Berakhir kah sampai disini? Mia memandang mantap mata Marc. Dapat Mia lihat luka menyala di matanya, dan ia tahu betapa keras tlah Marc coba. Selama ini Mia berusaha memantaskan diri untuknya. Tetapi Marc layak mendapat yang jauh lebih baik.

Ia tidak ingin terlihat seperti gadis bodoh dan lemah yang meminta belas kasih. Jika dipikir-pikir, Mia masih bisa bertemu dengan Marc walaupun hanya sebagai teman. Setidaknya itu menjadi penenang pikirannya sesaat. Tetapi, siapkah Mia jika suatu saat temannya itu menemui cinta yang lain?

Benar. Mimpi Mia benar-benar terjadi. Saat ia terbangun di salah satu hotel di Los Angeles, ia memimpikan dirinya dan Marc, tetapi dalam hubungan yang berbeda. Sebuah penglihatan yang menjadi nyata.

Suatu saat, ia menemukan Marc sedang melambaikan tangan pada seseorang. Gadis itu mengenakan dress emas dan rambut bersemprotkan hairspray berwarna keemasan. Bisa Mia lihat ekspresi Marc sangatlah bahagia. Yang pasti, wanita itu bukan dirinya. Tetapi entah mengapa walaupun sekedar mimpi, tetapi terasa sangat nyata. Rasa sesak menghantam dada Mia secara tiba-tiba.

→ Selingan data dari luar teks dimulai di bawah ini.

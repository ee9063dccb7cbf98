use crate::foundation::color::Rgba8;
use crate::foundation::core::{Canvas, Point, Rect, Transform2D};

/// Horizontal anchoring of a text run relative to its origin.
#[derive(Clone, Copy, Debug, Default, PartialEq, Eq, serde::Serialize, serde::Deserialize)]
#[serde(rename_all = "snake_case")]
pub enum TextAlign {
    /// Origin is the left edge.
    #[default]
    Start,
    /// Origin is the horizontal center.
    Center,
    /// Origin is the right edge.
    End,
}

/// Fill for rectangles.
#[derive(Clone, Debug, PartialEq, serde::Serialize, serde::Deserialize)]
#[serde(rename_all = "snake_case")]
pub enum Paint {
    /// Single color.
    Solid(Rgba8),
    /// Two-stop linear gradient between `start` and `end` points.
    Linear {
        /// Gradient start point.
        start: Point,
        /// Gradient end point.
        end: Point,
        /// Color at `start`.
        from: Rgba8,
        /// Color at `end`.
        to: Rgba8,
    },
}

/// Stroke style for outlines and lines.
#[derive(Clone, Copy, Debug, PartialEq, serde::Serialize, serde::Deserialize)]
pub struct Stroke {
    /// Stroke color.
    pub color: Rgba8,
    /// Stroke width in pixels.
    pub width: f64,
}

/// A run of text. Fonts are opaque family names resolved by the host.
#[derive(Clone, Debug, PartialEq, serde::Serialize, serde::Deserialize)]
pub struct TextRun {
    /// Visible text.
    pub text: String,
    /// Baseline anchor point.
    pub origin: Point,
    /// Font family.
    pub font: String,
    /// Size in pixels.
    pub size: f64,
    /// CSS-style weight (400 regular, 700 bold, 800 extra bold).
    pub weight: u16,
    /// Fill color.
    pub color: Rgba8,
    /// Anchoring relative to `origin`.
    pub align: TextAlign,
    /// Wrap width, if the host should wrap.
    #[serde(default, skip_serializing_if = "Option::is_none")]
    pub max_width: Option<f64>,
}

/// Drawable payload of a [`Layer`].
#[derive(Clone, Debug, PartialEq, serde::Serialize, serde::Deserialize)]
#[serde(tag = "type", rename_all = "snake_case")]
pub enum LayerContent {
    /// Filled, optionally rounded and outlined rectangle.
    Rect {
        /// Bounds.
        rect: Rect,
        /// Fill.
        fill: Paint,
        /// Corner radius.
        radius: f64,
        /// Optional outline.
        #[serde(default, skip_serializing_if = "Option::is_none")]
        stroke: Option<Stroke>,
    },
    /// Text run.
    Text(TextRun),
    /// Straight line segment.
    Line {
        /// Start point.
        from: Point,
        /// End point.
        to: Point,
        /// Stroke.
        stroke: Stroke,
    },
    /// Filled circle.
    Circle {
        /// Center.
        center: Point,
        /// Radius.
        radius: f64,
        /// Fill color.
        fill: Rgba8,
    },
    /// Nested layers sharing this layer's opacity, transform, blur and clip.
    Group {
        /// Children, bottom-most first.
        children: Vec<Layer>,
    },
}

/// Region outside which a layer is invisible.
#[derive(Clone, Copy, Debug, PartialEq, serde::Serialize, serde::Deserialize)]
#[serde(tag = "type", rename_all = "snake_case")]
pub enum Clip {
    /// Axis-aligned rectangle.
    Rect {
        /// Visible region.
        rect: Rect,
    },
    /// Circular sector swept clockwise from twelve o'clock.
    Sweep {
        /// Pivot point.
        center: Point,
        /// Swept angle in degrees, `[0, 360]`.
        sweep_deg: f64,
    },
}

/// One node of the display list.
#[derive(Clone, Debug, PartialEq, serde::Serialize, serde::Deserialize)]
pub struct Layer {
    /// Opacity multiplier in `[0, 1]`.
    pub opacity: f64,
    /// Local transform.
    pub transform: Transform2D,
    /// Gaussian blur radius in pixels.
    pub blur_px: f64,
    /// Optional clip.
    #[serde(default, skip_serializing_if = "Option::is_none")]
    pub clip: Option<Clip>,
    /// What to draw.
    pub content: LayerContent,
}

impl Layer {
    /// Fully opaque, untransformed layer.
    pub fn new(content: LayerContent) -> Self {
        Self {
            opacity: 1.0,
            transform: Transform2D::default(),
            blur_px: 0.0,
            clip: None,
            content,
        }
    }

    /// Group of `children`.
    pub fn group(children: Vec<Layer>) -> Self {
        Self::new(LayerContent::Group { children })
    }

    /// Solid rounded rectangle.
    pub fn rect(rect: Rect, fill: Rgba8, radius: f64) -> Self {
        Self::new(LayerContent::Rect {
            rect,
            fill: Paint::Solid(fill),
            radius,
            stroke: None,
        })
    }

    /// Text run.
    pub fn text(run: TextRun) -> Self {
        Self::new(LayerContent::Text(run))
    }

    /// Line segment.
    pub fn line(from: Point, to: Point, color: Rgba8, width: f64) -> Self {
        Self::new(LayerContent::Line {
            from,
            to,
            stroke: Stroke { color, width },
        })
    }

    /// Filled circle.
    pub fn circle(center: Point, radius: f64, fill: Rgba8) -> Self {
        Self::new(LayerContent::Circle {
            center,
            radius,
            fill,
        })
    }

    /// Multiply opacity by `opacity` (clamped, NaN as 0).
    pub fn with_opacity(mut self, opacity: f64) -> Self {
        let o = if opacity.is_finite() {
            opacity.clamp(0.0, 1.0)
        } else {
            0.0
        };
        self.opacity *= o;
        self
    }

    /// Replace the transform.
    pub fn with_transform(mut self, transform: Transform2D) -> Self {
        self.transform = transform;
        self
    }

    /// Set blur radius; negative or non-finite values disable blur.
    pub fn with_blur(mut self, blur_px: f64) -> Self {
        self.blur_px = if blur_px.is_finite() {
            blur_px.max(0.0)
        } else {
            0.0
        };
        self
    }

    /// Set the clip.
    pub fn with_clip(mut self, clip: Clip) -> Self {
        self.clip = Some(clip);
        self
    }

    /// Outline a rectangle layer; other content is unchanged.
    pub fn with_stroke(mut self, color: Rgba8, width: f64) -> Self {
        if let LayerContent::Rect { stroke, .. } = &mut self.content {
            *stroke = Some(Stroke { color, width });
        }
        self
    }

    fn has_no_effect(&self) -> bool {
        self.opacity >= 1.0 && self.transform.is_identity() && self.blur_px == 0.0 && self.clip.is_none()
    }

    fn is_invisible(&self) -> bool {
        if self.opacity <= 0.0 {
            return true;
        }
        match &self.content {
            LayerContent::Group { children } => children.is_empty(),
            LayerContent::Text(run) => run.text.is_empty(),
            _ => false,
        }
    }
}

/// Display list for one frame: what to draw, bottom-most layer first.
///
/// Frames are plain data so hosts can rasterize them however they like and so that two
/// renders can be compared for equality.
#[derive(Clone, Debug, PartialEq, serde::Serialize, serde::Deserialize)]
pub struct VisualFrame {
    /// Canvas width in pixels.
    pub width: u32,
    /// Canvas height in pixels.
    pub height: u32,
    /// Layers, bottom-most first.
    pub layers: Vec<Layer>,
}

impl VisualFrame {
    /// Empty frame for `canvas`.
    pub fn empty(canvas: Canvas) -> Self {
        Self {
            width: canvas.width,
            height: canvas.height,
            layers: Vec::new(),
        }
    }

    /// Frame with the given layers.
    pub fn with_layers(canvas: Canvas, layers: Vec<Layer>) -> Self {
        Self {
            width: canvas.width,
            height: canvas.height,
            layers,
        }
    }

    /// Canvas this frame was rendered for.
    pub fn canvas(&self) -> Canvas {
        Canvas {
            width: self.width,
            height: self.height,
        }
    }

    /// Wrap every layer in one group layer.
    pub fn into_group(self) -> Layer {
        Layer::group(self.layers)
    }

    /// Canonical form: invisible layers removed, effect-free groups flattened.
    ///
    /// Two frames that draw the same thing normalize to equal values.
    pub fn normalized(self) -> Self {
        Self {
            width: self.width,
            height: self.height,
            layers: normalize_layers(self.layers),
        }
    }
}

fn normalize_layers(layers: Vec<Layer>) -> Vec<Layer> {
    let mut out = Vec::with_capacity(layers.len());
    for mut layer in layers {
        if let LayerContent::Group { children } = layer.content {
            let children = normalize_layers(children);
            layer.content = LayerContent::Group { children };
        }
        if layer.is_invisible() {
            continue;
        }
        if layer.has_no_effect()
            && let LayerContent::Group { children } = layer.content
        {
            out.extend(children);
            continue;
        }
        out.push(layer);
    }
    out
}

#[cfg(test)]
#[path = "../../tests/unit/scene/frame.rs"]
mod tests;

"Aku sangat mencintaimu, Marc. I'm always gonna love you," celetuk Mia berusaha membantah dan mengingkari sebuah mimpinya. Ia tidak akan membiarkan mimpi itu terjadi.

Marc tersenyum manis dan mengusap rambut Mia dengan lembut. Satu, dua, tiga. Nihil, tidak ada jawaban darinya. Hati Mia remuk redam. 

Tidak heran mengapa Jose sempat mengijinkannya menemui Marc. Bahwa pria itu tahu jika Marc adalah tipikal pria yang tidak mudah kembali kepada apa yang pernah menyakitinya. Mia paham betul perihal tersebut.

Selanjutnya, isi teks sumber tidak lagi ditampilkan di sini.